A sense of superiority seems to be a feature of human nature as if somehow we need to be better than someone else. That sense of superiority is found in many areas, as well as, within the sciences and mathematics and engineering and technology communities. Chemists are superior to engineers who are superior to technologists and all of them are superior to social scientists who return the favour and look down on scientists who they view as having low moral character and having, undeservedly, lots of money (I was in a session at a 2007 conference where that was the gist of the presentation and comments).

In this somewhat balkanized atmosphere it’s good to see people trying to establish a discussion about science, technology, mathematics, and engineering that doesn’t require an advanced degree or discount the comments of an amateur.

There’s a delightful Aug. 5, 2015 posting by John Hinton for the Guardian science blogs that espouses the joy of a ‘scientist pretender’,

I adored science at school. But my coursework assignments bewildered my teachers. Details of experimentations were often accompanied by personal anecdotes and quotes from obscure song lyrics. Irrelevant clip-art was rife. So when I had to pick a path through the labyrinth of life, i.e. select my A-levels, science fell away in favour of subjects where personal anecdoture and obscure lyricalism are paramount.

Despite my enforced rebuttal of science as a professional pursuit, it always retained a very special place in both my brain and bookshelf. Deep down, I wanted to be a scientist. And if you pretend for long enough (it has been suggested by non-scientists), eventually you become the thing you’re pretending to be.

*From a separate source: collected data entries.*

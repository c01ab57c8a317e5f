//! Applying state change batches to a game.
//!
//! `apply_changes` is a pure function: it takes a `Game` by reference and
//! returns a new one. Within a batch, mutations apply in a fixed order:
//!
//! 1. Effect removals, per player
//! 2. Effect additions, per player (a duplicate type replaces in place)
//! 3. Role reassignments
//! 4. Phase change
//!
//! Removals run before additions so a batch can refresh an effect by
//! removing and re-adding it. Role reassignment never touches effects.
//! Every history event in the batch is then stamped with the pre- and
//! post-batch states.

use tracing::{debug, trace};

use crate::core::{Expiry, Game, GameState, HistoryEntry, HistoryEvent, HistoryKind};

use super::StateChanges;

/// Apply a batch to a game, producing the next game value.
///
/// An empty batch returns an unchanged copy. A batch with mutations but
/// no history events records a single `state_changed` entry so the state
/// stays derivable from history.
#[must_use]
pub fn apply_changes(game: &Game, changes: StateChanges) -> Game {
    if changes.is_empty() {
        return game.clone();
    }

    let before = game.state().clone();
    let mut after = before.clone();
    let mutated = changes.has_mutations();

    let StateChanges {
        add_effects,
        remove_effects,
        change_roles,
        phase,
        mut history,
    } = changes;

    for (player_id, effects) in remove_effects {
        let Some(player) = after.player_mut(player_id) else {
            trace!(%player_id, "skipping removals for unseated player");
            continue;
        };
        for effect in effects {
            player.remove_effect(&effect);
        }
    }

    for (player_id, instances) in add_effects {
        let Some(player) = after.player_mut(player_id) else {
            trace!(%player_id, "skipping additions for unseated player");
            continue;
        };
        for instance in instances {
            player.upsert_effect(instance);
        }
    }

    for (player_id, role) in change_roles {
        match after.player_mut(player_id) {
            Some(player) => player.role = role,
            None => trace!(%player_id, "skipping role change for unseated player"),
        }
    }

    if let Some(phase) = phase {
        after.phase = phase;
    }

    if mutated && history.is_empty() {
        history.push(HistoryEvent::new(HistoryKind::StateChanged, "state_changed"));
    }

    debug!(entries = history.len(), mutated, "applying state changes");

    let mut entries = game.history_vector().clone();
    let mut next_id = game.next_entry_id();
    for event in history {
        entries.push_back(HistoryEntry {
            id: next_id,
            event,
            state_before: before.clone(),
            state_after: after.clone(),
        });
        next_id += 1;
    }

    Game::from_parts(after, entries)
}

/// Purge every effect instance with the given expiry.
///
/// Returns the batch that removes them; callers merge it into their
/// phase-transition batch.
#[must_use]
pub fn expiring_effects(state: &GameState, expiry: Expiry) -> StateChanges {
    let mut changes = StateChanges::new();
    for player in state.players() {
        for instance in player.effects().filter(|e| e.expiry == expiry) {
            changes.remove_effect(player.id, instance.effect.clone());
        }
    }
    changes
}

impl Game {
    /// Apply a batch. See [`apply_changes`].
    #[must_use]
    pub fn apply(&self, changes: StateChanges) -> Game {
        apply_changes(self, changes)
    }
}
//! Endless procedural terrain: fractal noise, LOD meshing, chunk streaming.
//!
//! The pipeline, leaf first: `noise` produces deterministic scalar fields,
//! `heightmap` shapes them into world heights (falloff mask + response
//! curve), `mesh` triangulates a height map at a LOD level with seam-safe
//! stitching, and `streaming` keeps the grid of chunks around the viewer
//! alive, dispatching generation through `work_queue` so the frame never
//! blocks. Rendering and physics consume the resulting components
//! (`ActiveMesh`, `ChunkCollider`) and events; this crate does not touch
//! mesh assets or materials itself.

use bevy::prelude::*;

pub mod chunk;
pub mod config;
pub mod falloff;
pub mod heightmap;
pub mod lod;
pub mod mesh;
pub mod noise;
pub mod streaming;
pub mod work_queue;


use config::TerrainSettings;
use falloff::FalloffCache;
use streaming::{
    ChunkColliderReady, ChunkRegistry, ChunkVisibilityChanged, HeightMapTasks, MeshTasks,
    ViewerTracker,
};

/// Streams terrain chunks around the entity tagged
/// [`streaming::TerrainViewer`].
///
/// Supply a [`TerrainSettings`] resource before adding the plugin to
/// override the defaults; invalid settings abort at startup.
pub struct TerrainPlugin;

impl Plugin for TerrainPlugin {
    fn build(&self, app: &mut App) {
        app.init_resource::<TerrainSettings>()
            .init_resource::<ViewerTracker>()
            .init_resource::<ChunkRegistry>()
            .init_resource::<FalloffCache>()
            .init_resource::<HeightMapTasks>()
            .init_resource::<MeshTasks>()
            .add_event::<ChunkVisibilityChanged>()
            .add_event::<ChunkColliderReady>()
            .add_systems(Startup, config::validate_settings)
            .add_systems(
                Update,
                (
                    streaming::poll_viewer,
                    streaming::apply_completed_height_maps,
                    streaming::apply_completed_meshes,
                    streaming::update_collision_meshes,
                    streaming::update_visible_chunks,
                )
                    .chain(),
            );
    }
}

So six or seven years ago, I started pretending to be a scientist. Specifically, I started pretending to be Charles Darwin in my first science-theatre show, THE ORIGIN OF SPECIES … And people were fooled – they came from far and wide to hear me speak, invited me to Australia and Norway and Croatia and Hemel Hempstead. …

Hinton has also pretended to Einstein but I find his latest pretence the most interesting,

Now it’s not easy, we’re told by lots and lots of people, to recruit women into the sciences – and it’s rendered even harder by off-hand remarks made by Nobel laureates. So I started wondering whether I could pull off the ruse of the century and pretend to be a woman scientist, to see if that’d help matters at all.

The scientist I chose was Marie Curie. Like the other two I’d pretended to be, she is the linchpin to a whole branch of science (evolution, relativity and radioactivity respectively). Like the other two, her discoveries have been used both for good (conservation, GPS, radiotherapy) and bad (eugenics, nuclear bombs, radium quackery). And like the other two, I don’t look very much like her.

I’ve already pretended to be Marie Curie in Brighton, where the reception was very positive, and I shall shortly be pretending to be Marie Curie in Edinburgh. And in a few decades’ time, we’ll see whether my efforts have led to a redress of the gender bias (the scientific basis I’ll use to judge my eventual success shall be strictly cum hoc ergo propter hoc, if you know what I mean).

Hinton will be at the 2015 Edinburgh Fringe Festival, so if you should happen to be in the vicinity,

The Element in the Room: a radioactive muscial comedy about the death and life of Marie Curie runs at Edinburgh Fringe’s Pleasance Courtyard, 5-31 August 2015 at 3.30pm, alongside the full trilogy playing in rep.

More information here.

While this next bit concerns women and science, it still pertains to the main theme of this posting which is that anyone can participate in science/mathematics/technology/engineering, including comedians. David Bruggeman in an Aug. 4, 2015 posting on his Pasco Phronesis blog reveals information about a very interesting new video series (Note: Links have been removed),

Last fall [2014] Megan Amram released Science…For Her!, a science textbook written as though by a women’s magazine writer who knows little about science.

If you couldn’t be bothered to read the whole thing, but still want to dive in, Amram has a solution.  She has partnered with Amy Poehler’s Smart Girls on a web series, Experimenting with Megan Amram.  (Poehler’s website has a great deal of science, technology, engineering and mathematics – STEM – content worth exploring, not just this series.)

I find it inspiring that comedy writers want to talk about science. You can find Experimenting with Meg Amram here. I understand from David’s posting that this is comedy with some science and the first episode features an interview with Dr. Beverly McKeon, associate director of the Graduate Aerospace Laboratories at the California Institute of Technology (CalTech).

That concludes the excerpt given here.